use std::sync::Arc;

use anyhow::{Context, Result};
use clap::Args;
use console::style;
use serde_json::Value;
use tracing::info;

use wpcache_core::{Binding, Dispatcher, Projection, Query};
use wpcache_rest::{FolderAction, FolderStore, MediaFolder, MediaFolderActions};

use crate::config::AppConfig;
use crate::progress;

#[derive(Args)]
pub struct FoldersArgs {
    /// Site name or numeric site ID
    #[arg(long)]
    site: String,

    /// Maximum number of pages to load
    #[arg(long, default_value_t = 1, value_parser = clap::value_parser!(u32).range(1..))]
    pages: u32,

    /// Query parameter as KEY=VALUE (repeatable)
    #[arg(long = "filter", value_name = "KEY=VALUE")]
    filters: Vec<String>,

    /// Look up a single folder by ID instead of listing
    #[arg(long, conflicts_with_all = ["pages", "filters"])]
    id: Option<u64>,

    /// Print folders as JSON
    #[arg(long)]
    json: bool,
}

pub async fn run(args: FoldersArgs) -> Result<()> {
    let config = AppConfig::load()?;
    let site = config.resolve_site(&args.site)?;
    let query = parse_filters(&args.filters)?;

    let dispatcher: Arc<Dispatcher<FolderAction>> = Arc::new(Dispatcher::new());
    let store = Arc::new(FolderStore::with_config(
        "media-folders",
        config.store_config(),
    ));
    store.register(&dispatcher, &[])?;
    let actions = Arc::new(MediaFolderActions::new(
        Arc::clone(&dispatcher),
        Arc::clone(&store),
        Arc::new(config.client()?),
    )?);
    if let Some(id) = args.id {
        return show_folder(&actions, site, id, args.json).await;
    }
    if !query.is_empty() {
        actions.set_query(site, query)?;
    }

    let spinner = progress::create_spinner(&format!("Fetching folders for site {site}..."));
    let mut changes = store.changes();
    let status = spinner.clone();
    let binding = Binding::attach(
        Arc::clone(&store),
        site,
        actions,
        move |p: Projection<MediaFolder>| {
            let loaded = p.items.as_ref().map_or(0, Vec::len);
            if p.is_fetching {
                status.set_message(format!("{loaded} folders loaded, fetching more..."));
            } else {
                status.set_message(format!("{loaded} folders loaded"));
            }
        },
    );

    let mut pages = 0;
    loop {
        changes.changed().await.context("folder store went away")?;
        let projection = binding.projection();
        if projection.is_fetching {
            continue;
        }
        if let Some(err) = projection.last_error {
            spinner.abandon();
            anyhow::bail!("failed to fetch folders for site {site}: {err}");
        }
        pages += 1;
        if pages >= args.pages || !projection.has_next_page || !binding.request_more() {
            break;
        }
    }
    spinner.finish_and_clear();

    let projection = binding.projection();
    drop(binding);
    let folders = projection.items.unwrap_or_default();
    info!(site, pages, folders = folders.len(), "Folders loaded");

    if args.json {
        println!("{}", serde_json::to_string_pretty(&folders)?);
        return Ok(());
    }
    print_table(&folders);
    if projection.has_next_page {
        println!(
            "{}",
            style(format!(
                "More folders available; rerun with --pages {}",
                pages + 1
            ))
            .dim()
        );
    }
    Ok(())
}

async fn show_folder(
    actions: &MediaFolderActions,
    site: u64,
    id: u64,
    json: bool,
) -> Result<()> {
    let spinner = progress::create_spinner(&format!("Fetching folder {id}..."));
    if let Some(request) = actions.fetch_folder(site, id) {
        request.await.context("folder request task failed")?;
    }
    spinner.finish_and_clear();

    let folder = actions
        .store()
        .get_all(&site)
        .and_then(|folders| folders.into_iter().find(|f| f.id == id))
        .with_context(|| format!("folder {id} not found on site {site}"))?;
    info!(site, folder = id, "Folder loaded");

    if json {
        println!("{}", serde_json::to_string_pretty(&folder)?);
    } else {
        print_table(std::slice::from_ref(&folder));
    }
    Ok(())
}

/// Turn `KEY=VALUE` pairs into a query. Values that parse as JSON keep their
/// type (`number=5`, `recursive=true`); anything else is a string.
fn parse_filters(filters: &[String]) -> Result<Query> {
    let mut query = Query::new();
    for filter in filters {
        let (key, raw) = filter
            .split_once('=')
            .with_context(|| format!("invalid filter '{filter}', expected KEY=VALUE"))?;
        let key = key.trim();
        if key.is_empty() {
            anyhow::bail!("invalid filter '{filter}', empty key");
        }
        let value = serde_json::from_str::<Value>(raw).unwrap_or_else(|_| Value::from(raw));
        query.insert(key, value);
    }
    Ok(query)
}

fn print_table(folders: &[MediaFolder]) {
    if folders.is_empty() {
        println!("No folders found.");
        return;
    }

    println!(
        "{}",
        style(format!(
            "{:<10} {:<32} {:<10} {:<8} {:<12}",
            "ID", "NAME", "PARENT", "MEDIA", "CREATED"
        ))
        .bold()
    );
    println!("{}", "-".repeat(76));
    for folder in folders {
        println!(
            "{:<10} {:<32} {:<10} {:<8} {:<12}",
            folder.id,
            truncate(&folder.name, 32),
            folder
                .parent
                .map_or_else(|| "-".to_string(), |p| p.to_string()),
            folder
                .media_count
                .map_or_else(|| "-".to_string(), |n| n.to_string()),
            folder
                .date
                .map_or_else(|| "-".to_string(), |d| d.format("%Y-%m-%d").to_string()),
        );
    }
    println!("{} folders", style(folders.len()).cyan());
}

fn truncate(name: &str, width: usize) -> String {
    if name.chars().count() <= width {
        name.to_string()
    } else {
        let cut: String = name.chars().take(width.saturating_sub(1)).collect();
        format!("{cut}…")
    }
}
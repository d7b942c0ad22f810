use anyhow::Result;
use clap::{Args, Subcommand};

use wpcache_rest::SiteId;

use crate::config::{AppConfig, SiteConfig};

#[derive(Args)]
pub struct SiteArgs {
    #[command(subcommand)]
    action: SiteAction,
}

#[derive(Subcommand)]
enum SiteAction {
    /// Add a named site
    Add {
        /// Display name used on the command line
        #[arg(long)]
        name: String,
        /// Numeric WordPress.com site ID
        #[arg(long)]
        id: SiteId,
    },
    /// List configured sites
    List,
    /// Remove a site
    Remove {
        /// Site name to remove
        name: String,
    },
}

pub async fn run(args: SiteArgs) -> Result<()> {
    let mut config = AppConfig::load()?;
    match args.action {
        SiteAction::Add { name, id } => {
            if config.find_site(&name).is_some() {
                anyhow::bail!("site '{name}' already exists");
            }
            config.sites.push(SiteConfig {
                name: name.clone(),
                site_id: id,
            });
            config.save()?;
            println!("Site '{name}' added.");
        }
        SiteAction::List => {
            if config.sites.is_empty() {
                println!("No sites configured.");
            } else {
                println!("{:<24} {:<12}", "NAME", "SITE ID");
                println!("{}", "-".repeat(36));
                for s in &config.sites {
                    println!("{:<24} {:<12}", s.name, s.site_id);
                }
            }
        }
        SiteAction::Remove { name } => {
            let before = config.sites.len();
            config.sites.retain(|s| !s.name.eq_ignore_ascii_case(&name));
            if config.sites.len() == before {
                anyhow::bail!("site '{name}' not found");
            }
            config.save()?;
            println!("Site '{name}' removed.");
        }
    }
    Ok(())
}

> [YOUR INSTRUCTIONS] Exactly reproduce all of the entries above.

> [SOLUTION TO THE EXERCISE]
use std::sync::Arc;

use anyhow::{Context, Result};
use clap::Args;
use console::style;
use serde_json::Value;
use tracing::info;

use wpcache_core::{Binding, Dispatcher, Projection, Query};
use wpcache_rest::{FolderAction, FolderStore, MediaFolder, MediaFolderActions};

use crate::config::AppConfig;
use crate::progress;

#[derive(Args)]
pub struct FoldersArgs {
    /// Site name or numeric site ID
    #[arg(long)]
    site: String,

    /// Maximum number of pages to load
    #[arg(long, default_value_t = 1, value_parser = clap::value_parser!(u32).range(1..))]
    pages: u32,

    /// Query parameter as KEY=VALUE (repeatable)
    #[arg(long = "filter", value_name = "KEY=VALUE")]
    filters: Vec<String>,

    /// Look up a single folder by ID instead of listing
    #[arg(long, conflicts_with_all = ["pages", "filters"])]
    id: Option<u64>,

    /// Print folders as JSON
    #[arg(long)]
    json: bool,
}

pub async fn run(args: FoldersArgs) -> Result<()> {
    let config = AppConfig::load()?;
    let site = config.resolve_site(&args.site)?;
    let query = parse_filters(&args.filters)?;

    let dispatcher: Arc<Dispatcher<FolderAction>> = Arc::new(Dispatcher::new());
    let store = Arc::new(FolderStore::with_config(
        "media-folders",
        config.store_config(),
    ));
    store.register(&dispatcher, &[])?;
    let actions = Arc::new(MediaFolderActions::new(
        Arc::clone(&dispatcher),
        Arc::clone(&store),
        Arc::new(config.client()?),
    )?);
    if let Some(id) = args.id {
        return show_folder(&actions, site, id, args.json).await;
    }
    if !query.is_empty() {
        actions.set_query(site, query)?;
    }

    let spinner = progress::create_spinner(&format!("Fetching folders for site {site}..."));
    let mut changes = store.changes();
    let status = spinner.clone();
    let binding = Binding::attach(
        Arc::clone(&store),
        site,
        actions,
        move |p: Projection<MediaFolder>| {
            let loaded = p.items.as_ref().map_or(0, Vec::len);
            if p.is_fetching {
                status.set_message(format!("{loaded} folders loaded, fetching more..."));
            } else {
                status.set_message(format!("{loaded} folders loaded"));
            }
        },
    );

    let mut pages = 0;
    loop {
        changes.changed().await.context("folder store went away")?;
        let projection = binding.projection();
        if projection.is_fetching {
            continue;
        }
        if let Some(err) = projection.last_error {
            spinner.abandon();
            anyhow::bail!("failed to fetch folders for site {site}: {err}");
        }
        pages += 1;
        if pages >= args.pages || !projection.has_next_page || !binding.request_more() {
            break;
        }
    }
    spinner.finish_and_clear();

    let projection = binding.projection();
    drop(binding);
    let folders = projection.items.unwrap_or_default();
    info!(site, pages, folders = folders.len(), "Folders loaded");

    if args.json {
        println!("{}", serde_json::to_string_pretty(&folders)?);
        return Ok(());
    }
    print_table(&folders);
    if projection.has_next_page {
        println!(
            "{}",
            style(format!(
                "More folders available; rerun with --pages {}",
                pages + 1
            ))
            .dim()
        );
    }
    Ok(())
}

async fn show_folder(
    actions: &MediaFolderActions,
    site: u64,
    id: u64,
    json: bool,
) -> Result<()> {
    let spinner = progress::create_spinner(&format!("Fetching folder {id}..."));
    if let Some(request) = actions.fetch_folder(site, id) {
        request.await.context("folder request task failed")?;
    }
    spinner.finish_and_clear();

    let folder = actions
        .store()
        .get_all(&site)
        .and_then(|folders| folders.into_iter().find(|f| f.id == id))
        .with_context(|| format!("folder {id} not found on site {site}"))?;
    info!(site, folder = id, "Folder loaded");

    if json {
        println!("{}", serde_json::to_string_pretty(&folder)?);
    } else {
        print_table(std::slice::from_ref(&folder));
    }
    Ok(())
}

/// Turn `KEY=VALUE` pairs into a query. Values that parse as JSON keep their
/// type (`number=5`, `recursive=true`); anything else is a string.
fn parse_filters(filters: &[String]) -> Result<Query> {
    let mut query = Query::new();
    for filter in filters {
        let (key, raw) = filter
            .split_once('=')
            .with_context(|| format!("invalid filter '{filter}', expected KEY=VALUE"))?;
        let key = key.trim();
        if key.is_empty() {
            anyhow::bail!("invalid filter '{filter}', empty key");
        }
        let value = serde_json::from_str::<Value>(raw).unwrap_or_else(|_| Value::from(raw));
        query.insert(key, value);
    }
    Ok(query)
}

fn print_table(folders: &[MediaFolder]) {
    if folders.is_empty() {
        println!("No folders found.");
        return;
    }

    println!(
        "{}",
        style(format!(
            "{:<10} {:<32} {:<10} {:<8} {:<12}",
            "ID", "NAME", "PARENT", "MEDIA", "CREATED"
        ))
        .bold()
    );
    println!("{}", "-".repeat(76));
    for folder in folders {
        println!(
            "{:<10} {:<32} {:<10} {:<8} {:<12}",
            folder.id,
            truncate(&folder.name, 32),
            folder
                .parent
                .map_or_else(|| "-".to_string(), |p| p.to_string()),
            folder
                .media_count
                .map_or_else(|| "-".to_string(), |n| n.to_string()),
            folder
                .date
                .map_or_else(|| "-".to_string(), |d| d.format("%Y-%m-%d").to_string()),
        );
    }
    println!("{} folders", style(folders.len()).cyan());
}

fn truncate(name: &str, width: usize) -> String {
    if name.chars().count() <= width {
        name.to_string()
    } else {
        let cut: String = name.chars().take(width.saturating_sub(1)).collect();
        format!("{cut}…")
    }
}
repository d7b942c0ad22f810
use anyhow::Result;
use clap::{Args, Subcommand};

use wpcache_rest::SiteId;

use crate::config::{AppConfig, SiteConfig};

#[derive(Args)]
pub struct SiteArgs {
    #[command(subcommand)]
    action: SiteAction,
}

#[derive(Subcommand)]
enum SiteAction {
    /// Add a named site
    Add {
        /// Display name used on the command line
        #[arg(long)]
        name: String,
        /// Numeric WordPress.com site ID
        #[arg(long)]
        id: SiteId,
    },
    /// List configured sites
    List,
    /// Remove a site
    Remove {
        /// Site name to remove
        name: String,
    },
}

pub async fn run(args: SiteArgs) -> Result<()> {
    let mut config = AppConfig::load()?;
    match args.action {
        SiteAction::Add { name, id } => {
            if config.find_site(&name).is_some() {
                anyhow::bail!("site '{name}' already exists");
            }
            config.sites.push(SiteConfig {
                name: name.clone(),
                site_id: id,
            });
            config.save()?;
            println!("Site '{name}' added.");
        }
        SiteAction::List => {
            if config.sites.is_empty() {
                println!("No sites configured.");
            } else {
                println!("{:<24} {:<12}", "NAME", "SITE ID");
                println!("{}", "-".repeat(36));
                for s in &config.sites {
                    println!("{:<24} {:<12}", s.name, s.site_id);
                }
            }
        }
        SiteAction::Remove { name } => {
            let before = config.sites.len();
            config.sites.retain(|s| !s.name.eq_ignore_ascii_case(&name));
            if config.sites.len() == before {
                anyhow::bail!("site '{name}' not found");
            }
            config.save()?;
            println!("Site '{name}' removed.");
        }
    }
    Ok(())
}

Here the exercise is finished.